## THE TASK
Your answer should consist of each line below that includes the word "every".

## TASK DATA
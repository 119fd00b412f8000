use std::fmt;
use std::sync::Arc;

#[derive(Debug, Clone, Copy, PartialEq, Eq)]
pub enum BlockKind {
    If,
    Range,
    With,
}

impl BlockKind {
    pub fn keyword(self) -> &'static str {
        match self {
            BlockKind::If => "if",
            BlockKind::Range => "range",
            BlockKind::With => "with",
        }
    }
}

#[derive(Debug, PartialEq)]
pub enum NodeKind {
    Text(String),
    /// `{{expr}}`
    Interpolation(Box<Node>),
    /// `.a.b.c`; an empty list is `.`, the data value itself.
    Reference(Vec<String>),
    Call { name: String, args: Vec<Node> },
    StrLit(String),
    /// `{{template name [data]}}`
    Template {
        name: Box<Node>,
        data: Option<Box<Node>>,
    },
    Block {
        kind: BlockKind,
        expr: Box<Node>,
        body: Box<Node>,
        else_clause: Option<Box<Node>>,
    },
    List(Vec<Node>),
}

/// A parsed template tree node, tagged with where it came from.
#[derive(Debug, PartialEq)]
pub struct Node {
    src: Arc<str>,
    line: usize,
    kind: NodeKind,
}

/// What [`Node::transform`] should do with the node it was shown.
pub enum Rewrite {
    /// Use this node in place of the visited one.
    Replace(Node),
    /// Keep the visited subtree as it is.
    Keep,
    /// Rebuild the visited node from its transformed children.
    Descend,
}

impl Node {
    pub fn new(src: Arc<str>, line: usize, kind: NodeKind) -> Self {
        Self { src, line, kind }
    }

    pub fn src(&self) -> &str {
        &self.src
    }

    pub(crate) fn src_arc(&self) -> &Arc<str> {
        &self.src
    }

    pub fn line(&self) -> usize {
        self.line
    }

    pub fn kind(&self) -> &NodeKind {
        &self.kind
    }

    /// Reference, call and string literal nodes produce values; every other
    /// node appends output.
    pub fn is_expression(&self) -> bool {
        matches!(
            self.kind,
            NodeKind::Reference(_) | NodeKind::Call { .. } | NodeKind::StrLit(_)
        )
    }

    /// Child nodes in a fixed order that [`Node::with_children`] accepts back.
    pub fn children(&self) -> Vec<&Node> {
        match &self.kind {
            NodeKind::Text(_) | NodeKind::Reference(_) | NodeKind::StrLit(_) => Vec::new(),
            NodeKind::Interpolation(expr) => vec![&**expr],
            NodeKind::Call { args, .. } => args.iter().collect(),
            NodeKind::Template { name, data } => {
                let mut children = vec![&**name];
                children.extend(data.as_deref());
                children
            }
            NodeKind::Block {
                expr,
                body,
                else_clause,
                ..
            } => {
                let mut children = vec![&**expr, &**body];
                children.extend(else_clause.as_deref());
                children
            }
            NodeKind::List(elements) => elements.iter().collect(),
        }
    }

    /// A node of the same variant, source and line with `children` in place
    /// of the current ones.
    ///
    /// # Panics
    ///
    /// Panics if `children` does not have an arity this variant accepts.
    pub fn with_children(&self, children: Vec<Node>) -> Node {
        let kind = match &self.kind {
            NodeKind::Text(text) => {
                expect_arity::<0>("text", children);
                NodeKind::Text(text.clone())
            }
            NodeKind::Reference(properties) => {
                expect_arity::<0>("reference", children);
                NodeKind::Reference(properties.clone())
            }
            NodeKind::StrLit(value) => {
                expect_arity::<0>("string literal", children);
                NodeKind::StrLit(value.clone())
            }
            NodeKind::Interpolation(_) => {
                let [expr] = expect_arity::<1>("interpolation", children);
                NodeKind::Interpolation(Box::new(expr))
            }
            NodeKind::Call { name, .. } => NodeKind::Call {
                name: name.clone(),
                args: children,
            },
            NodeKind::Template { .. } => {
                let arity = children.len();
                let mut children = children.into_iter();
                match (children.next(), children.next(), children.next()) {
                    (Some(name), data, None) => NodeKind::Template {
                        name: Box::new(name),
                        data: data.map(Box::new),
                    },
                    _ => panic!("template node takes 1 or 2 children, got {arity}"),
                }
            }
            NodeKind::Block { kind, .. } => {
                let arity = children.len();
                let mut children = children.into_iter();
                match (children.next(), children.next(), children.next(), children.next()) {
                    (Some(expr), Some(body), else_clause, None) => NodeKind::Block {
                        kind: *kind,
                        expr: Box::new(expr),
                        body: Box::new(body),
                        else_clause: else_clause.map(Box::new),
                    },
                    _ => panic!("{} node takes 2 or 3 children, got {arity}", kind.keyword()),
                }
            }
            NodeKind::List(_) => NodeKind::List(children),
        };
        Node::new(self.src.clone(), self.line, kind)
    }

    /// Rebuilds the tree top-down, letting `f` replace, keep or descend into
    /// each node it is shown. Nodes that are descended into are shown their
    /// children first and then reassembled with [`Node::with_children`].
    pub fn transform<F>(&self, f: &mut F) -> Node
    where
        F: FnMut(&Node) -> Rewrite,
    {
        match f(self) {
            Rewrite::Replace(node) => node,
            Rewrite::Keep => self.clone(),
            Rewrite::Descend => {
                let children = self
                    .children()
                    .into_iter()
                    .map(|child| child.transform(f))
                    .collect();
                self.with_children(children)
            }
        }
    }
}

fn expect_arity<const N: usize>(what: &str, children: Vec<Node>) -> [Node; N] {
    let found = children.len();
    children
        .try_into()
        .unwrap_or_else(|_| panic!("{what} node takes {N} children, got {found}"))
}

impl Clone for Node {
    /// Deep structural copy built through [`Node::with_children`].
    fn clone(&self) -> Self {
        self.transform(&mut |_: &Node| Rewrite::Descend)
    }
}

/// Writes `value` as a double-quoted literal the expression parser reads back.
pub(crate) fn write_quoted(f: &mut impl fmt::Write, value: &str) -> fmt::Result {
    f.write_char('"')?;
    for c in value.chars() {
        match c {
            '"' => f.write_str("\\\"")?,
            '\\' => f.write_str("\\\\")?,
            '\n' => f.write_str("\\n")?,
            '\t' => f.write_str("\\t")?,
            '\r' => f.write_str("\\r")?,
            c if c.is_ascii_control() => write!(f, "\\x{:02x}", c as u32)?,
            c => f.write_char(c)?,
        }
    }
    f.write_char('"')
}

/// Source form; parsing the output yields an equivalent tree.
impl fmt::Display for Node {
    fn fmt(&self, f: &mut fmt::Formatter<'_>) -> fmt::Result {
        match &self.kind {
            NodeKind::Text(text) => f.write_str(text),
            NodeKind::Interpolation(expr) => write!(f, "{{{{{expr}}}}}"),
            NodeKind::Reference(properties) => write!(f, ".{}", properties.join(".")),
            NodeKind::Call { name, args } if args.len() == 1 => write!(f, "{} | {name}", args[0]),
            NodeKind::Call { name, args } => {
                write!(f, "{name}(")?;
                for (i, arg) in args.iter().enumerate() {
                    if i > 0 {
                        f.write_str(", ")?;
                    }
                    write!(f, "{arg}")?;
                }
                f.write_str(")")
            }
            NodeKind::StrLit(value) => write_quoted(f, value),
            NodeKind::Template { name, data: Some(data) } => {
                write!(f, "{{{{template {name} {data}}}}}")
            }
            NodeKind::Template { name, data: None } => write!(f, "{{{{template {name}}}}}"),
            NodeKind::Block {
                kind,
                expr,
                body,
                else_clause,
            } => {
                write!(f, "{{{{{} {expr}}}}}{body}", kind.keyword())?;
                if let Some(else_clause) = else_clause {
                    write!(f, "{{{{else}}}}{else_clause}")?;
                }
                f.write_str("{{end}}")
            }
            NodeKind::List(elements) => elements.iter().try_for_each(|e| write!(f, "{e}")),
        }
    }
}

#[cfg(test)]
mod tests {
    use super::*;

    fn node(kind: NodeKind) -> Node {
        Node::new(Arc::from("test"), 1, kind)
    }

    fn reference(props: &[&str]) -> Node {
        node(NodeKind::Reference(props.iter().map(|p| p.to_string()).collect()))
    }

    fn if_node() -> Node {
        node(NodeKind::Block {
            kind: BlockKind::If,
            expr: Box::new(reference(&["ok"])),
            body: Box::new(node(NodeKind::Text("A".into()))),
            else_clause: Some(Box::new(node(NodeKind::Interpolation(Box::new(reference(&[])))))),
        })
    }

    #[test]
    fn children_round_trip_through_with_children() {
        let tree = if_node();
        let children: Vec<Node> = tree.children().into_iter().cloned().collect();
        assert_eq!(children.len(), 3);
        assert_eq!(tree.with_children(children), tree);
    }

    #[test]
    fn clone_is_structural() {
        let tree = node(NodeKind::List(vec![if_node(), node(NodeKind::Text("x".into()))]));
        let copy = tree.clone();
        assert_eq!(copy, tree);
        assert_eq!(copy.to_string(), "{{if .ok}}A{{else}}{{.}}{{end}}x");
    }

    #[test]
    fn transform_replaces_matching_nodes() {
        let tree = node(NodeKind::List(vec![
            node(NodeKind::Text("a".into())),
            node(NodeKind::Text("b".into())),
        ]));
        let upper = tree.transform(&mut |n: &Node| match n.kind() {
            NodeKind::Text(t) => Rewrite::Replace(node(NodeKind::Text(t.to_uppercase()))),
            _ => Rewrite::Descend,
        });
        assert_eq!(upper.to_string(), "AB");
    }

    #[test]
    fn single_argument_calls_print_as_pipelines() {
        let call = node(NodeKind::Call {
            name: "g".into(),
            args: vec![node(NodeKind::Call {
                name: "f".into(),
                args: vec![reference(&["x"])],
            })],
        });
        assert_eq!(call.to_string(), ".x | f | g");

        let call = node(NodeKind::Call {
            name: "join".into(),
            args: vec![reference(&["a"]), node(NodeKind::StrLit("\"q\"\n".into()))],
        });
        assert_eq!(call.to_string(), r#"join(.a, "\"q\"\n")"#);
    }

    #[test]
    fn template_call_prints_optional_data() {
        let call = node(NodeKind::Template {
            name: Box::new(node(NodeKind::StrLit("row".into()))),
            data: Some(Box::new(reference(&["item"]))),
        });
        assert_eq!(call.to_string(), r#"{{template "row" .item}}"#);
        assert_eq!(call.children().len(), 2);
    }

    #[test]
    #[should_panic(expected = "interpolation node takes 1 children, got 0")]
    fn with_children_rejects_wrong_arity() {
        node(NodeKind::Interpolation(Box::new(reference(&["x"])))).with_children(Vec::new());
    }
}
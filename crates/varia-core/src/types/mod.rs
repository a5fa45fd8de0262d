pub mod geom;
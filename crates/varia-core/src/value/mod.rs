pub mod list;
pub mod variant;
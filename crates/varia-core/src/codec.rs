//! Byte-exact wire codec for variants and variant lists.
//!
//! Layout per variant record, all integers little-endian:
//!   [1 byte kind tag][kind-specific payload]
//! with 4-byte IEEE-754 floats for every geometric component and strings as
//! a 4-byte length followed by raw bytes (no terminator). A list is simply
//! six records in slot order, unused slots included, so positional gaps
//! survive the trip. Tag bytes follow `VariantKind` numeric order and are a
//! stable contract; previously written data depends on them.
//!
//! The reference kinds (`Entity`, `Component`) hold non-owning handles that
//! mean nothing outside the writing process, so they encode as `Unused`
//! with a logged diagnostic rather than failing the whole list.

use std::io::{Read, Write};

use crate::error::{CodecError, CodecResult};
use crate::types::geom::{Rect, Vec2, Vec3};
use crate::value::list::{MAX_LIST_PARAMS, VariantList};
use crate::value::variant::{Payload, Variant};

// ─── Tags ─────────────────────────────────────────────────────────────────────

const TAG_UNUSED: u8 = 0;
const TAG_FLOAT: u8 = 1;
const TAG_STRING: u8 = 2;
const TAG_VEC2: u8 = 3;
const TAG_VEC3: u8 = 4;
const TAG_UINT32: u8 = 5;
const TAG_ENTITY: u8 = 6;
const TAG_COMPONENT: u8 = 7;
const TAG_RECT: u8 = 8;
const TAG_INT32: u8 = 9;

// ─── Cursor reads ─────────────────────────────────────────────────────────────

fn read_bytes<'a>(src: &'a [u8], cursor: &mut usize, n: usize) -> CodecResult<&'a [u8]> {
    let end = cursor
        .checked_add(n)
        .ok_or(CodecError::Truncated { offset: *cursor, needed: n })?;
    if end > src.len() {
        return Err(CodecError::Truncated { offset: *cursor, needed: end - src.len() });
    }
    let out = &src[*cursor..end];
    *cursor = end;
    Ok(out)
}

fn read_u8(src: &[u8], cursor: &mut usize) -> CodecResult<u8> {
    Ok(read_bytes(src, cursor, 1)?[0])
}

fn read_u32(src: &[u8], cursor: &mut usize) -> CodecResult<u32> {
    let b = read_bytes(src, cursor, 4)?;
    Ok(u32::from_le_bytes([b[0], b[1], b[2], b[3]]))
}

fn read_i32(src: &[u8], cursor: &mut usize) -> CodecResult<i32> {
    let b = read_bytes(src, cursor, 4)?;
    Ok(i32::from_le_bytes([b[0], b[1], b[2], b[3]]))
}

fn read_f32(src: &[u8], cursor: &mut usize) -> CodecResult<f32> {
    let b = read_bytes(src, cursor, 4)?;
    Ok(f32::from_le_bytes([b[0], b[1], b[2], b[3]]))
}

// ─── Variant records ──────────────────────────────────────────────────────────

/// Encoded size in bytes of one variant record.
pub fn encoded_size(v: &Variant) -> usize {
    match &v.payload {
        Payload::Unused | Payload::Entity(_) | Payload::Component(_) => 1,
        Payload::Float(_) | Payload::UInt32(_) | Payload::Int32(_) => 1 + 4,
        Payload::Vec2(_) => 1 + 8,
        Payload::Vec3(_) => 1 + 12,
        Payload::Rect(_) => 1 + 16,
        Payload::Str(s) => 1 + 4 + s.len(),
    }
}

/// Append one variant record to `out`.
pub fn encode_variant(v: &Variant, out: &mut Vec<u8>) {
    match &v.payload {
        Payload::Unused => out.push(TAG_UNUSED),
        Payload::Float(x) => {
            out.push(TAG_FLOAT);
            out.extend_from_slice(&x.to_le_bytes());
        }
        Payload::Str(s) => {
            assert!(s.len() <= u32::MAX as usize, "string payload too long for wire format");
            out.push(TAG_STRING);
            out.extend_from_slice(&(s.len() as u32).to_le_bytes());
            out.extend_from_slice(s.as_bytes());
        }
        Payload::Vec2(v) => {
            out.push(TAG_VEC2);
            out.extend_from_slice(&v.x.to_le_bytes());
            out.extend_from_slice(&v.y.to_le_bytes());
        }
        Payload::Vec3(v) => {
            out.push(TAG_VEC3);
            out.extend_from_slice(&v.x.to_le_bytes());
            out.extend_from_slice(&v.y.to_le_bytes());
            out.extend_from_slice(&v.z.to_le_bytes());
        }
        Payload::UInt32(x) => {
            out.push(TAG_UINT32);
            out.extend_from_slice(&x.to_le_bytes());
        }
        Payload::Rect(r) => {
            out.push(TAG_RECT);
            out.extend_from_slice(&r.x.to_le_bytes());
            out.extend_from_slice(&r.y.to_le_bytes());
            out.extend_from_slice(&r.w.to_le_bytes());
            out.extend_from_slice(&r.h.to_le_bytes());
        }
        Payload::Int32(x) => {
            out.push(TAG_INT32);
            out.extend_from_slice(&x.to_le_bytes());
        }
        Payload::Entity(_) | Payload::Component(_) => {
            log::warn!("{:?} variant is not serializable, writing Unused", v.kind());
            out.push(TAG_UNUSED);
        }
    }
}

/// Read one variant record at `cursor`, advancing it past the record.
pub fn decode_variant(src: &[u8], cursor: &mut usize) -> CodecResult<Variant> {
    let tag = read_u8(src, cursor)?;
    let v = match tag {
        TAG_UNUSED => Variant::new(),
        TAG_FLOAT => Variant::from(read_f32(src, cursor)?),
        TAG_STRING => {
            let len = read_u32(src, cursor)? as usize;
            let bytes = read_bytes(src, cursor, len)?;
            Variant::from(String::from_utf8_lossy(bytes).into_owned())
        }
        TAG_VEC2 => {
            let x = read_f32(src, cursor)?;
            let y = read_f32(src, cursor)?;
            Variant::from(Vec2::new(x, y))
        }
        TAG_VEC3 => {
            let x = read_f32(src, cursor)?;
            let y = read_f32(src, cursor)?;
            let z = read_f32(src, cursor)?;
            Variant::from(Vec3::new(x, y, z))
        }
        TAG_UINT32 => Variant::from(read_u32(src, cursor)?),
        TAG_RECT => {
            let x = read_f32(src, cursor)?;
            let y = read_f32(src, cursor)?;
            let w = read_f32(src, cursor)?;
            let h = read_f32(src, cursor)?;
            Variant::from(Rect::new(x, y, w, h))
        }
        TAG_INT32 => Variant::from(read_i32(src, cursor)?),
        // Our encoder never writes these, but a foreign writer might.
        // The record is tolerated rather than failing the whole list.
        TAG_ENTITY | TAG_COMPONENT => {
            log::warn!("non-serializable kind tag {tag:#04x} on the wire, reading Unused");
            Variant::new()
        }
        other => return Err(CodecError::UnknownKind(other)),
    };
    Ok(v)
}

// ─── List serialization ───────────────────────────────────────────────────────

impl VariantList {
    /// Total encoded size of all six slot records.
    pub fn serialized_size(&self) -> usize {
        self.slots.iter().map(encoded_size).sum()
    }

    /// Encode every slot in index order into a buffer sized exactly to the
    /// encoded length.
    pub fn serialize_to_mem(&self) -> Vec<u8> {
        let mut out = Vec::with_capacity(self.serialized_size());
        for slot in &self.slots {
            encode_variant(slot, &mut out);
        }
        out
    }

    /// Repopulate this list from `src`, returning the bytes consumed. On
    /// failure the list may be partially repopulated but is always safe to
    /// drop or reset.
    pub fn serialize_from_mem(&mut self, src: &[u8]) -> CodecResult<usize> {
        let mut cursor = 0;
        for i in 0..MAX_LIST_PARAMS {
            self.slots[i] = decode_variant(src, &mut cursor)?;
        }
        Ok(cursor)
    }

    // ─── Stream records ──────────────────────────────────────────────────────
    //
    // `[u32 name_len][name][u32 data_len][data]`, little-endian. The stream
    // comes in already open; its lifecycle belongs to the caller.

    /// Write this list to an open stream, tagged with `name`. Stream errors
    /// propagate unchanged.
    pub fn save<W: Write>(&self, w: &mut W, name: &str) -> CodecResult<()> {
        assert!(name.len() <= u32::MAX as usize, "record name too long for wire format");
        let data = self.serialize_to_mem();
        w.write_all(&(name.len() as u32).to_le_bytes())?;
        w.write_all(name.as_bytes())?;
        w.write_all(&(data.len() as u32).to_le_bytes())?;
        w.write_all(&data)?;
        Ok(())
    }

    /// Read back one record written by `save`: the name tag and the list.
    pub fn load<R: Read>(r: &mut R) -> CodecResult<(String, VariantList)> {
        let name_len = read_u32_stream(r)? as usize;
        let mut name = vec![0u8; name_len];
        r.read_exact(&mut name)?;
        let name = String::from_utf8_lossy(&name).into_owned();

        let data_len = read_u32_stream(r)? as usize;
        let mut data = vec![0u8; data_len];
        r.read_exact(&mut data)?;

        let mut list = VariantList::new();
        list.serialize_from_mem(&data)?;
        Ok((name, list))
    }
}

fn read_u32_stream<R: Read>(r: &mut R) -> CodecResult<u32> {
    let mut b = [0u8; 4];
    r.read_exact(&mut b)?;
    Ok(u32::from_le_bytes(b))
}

## RESPONSE TO THE TASK
    /// Reference, call and string literal nodes produce values; every other
//! with 4-byte IEEE-754 floats for every geometric component and strings as
    /// Encode every slot in index order into a buffer sized exactly to the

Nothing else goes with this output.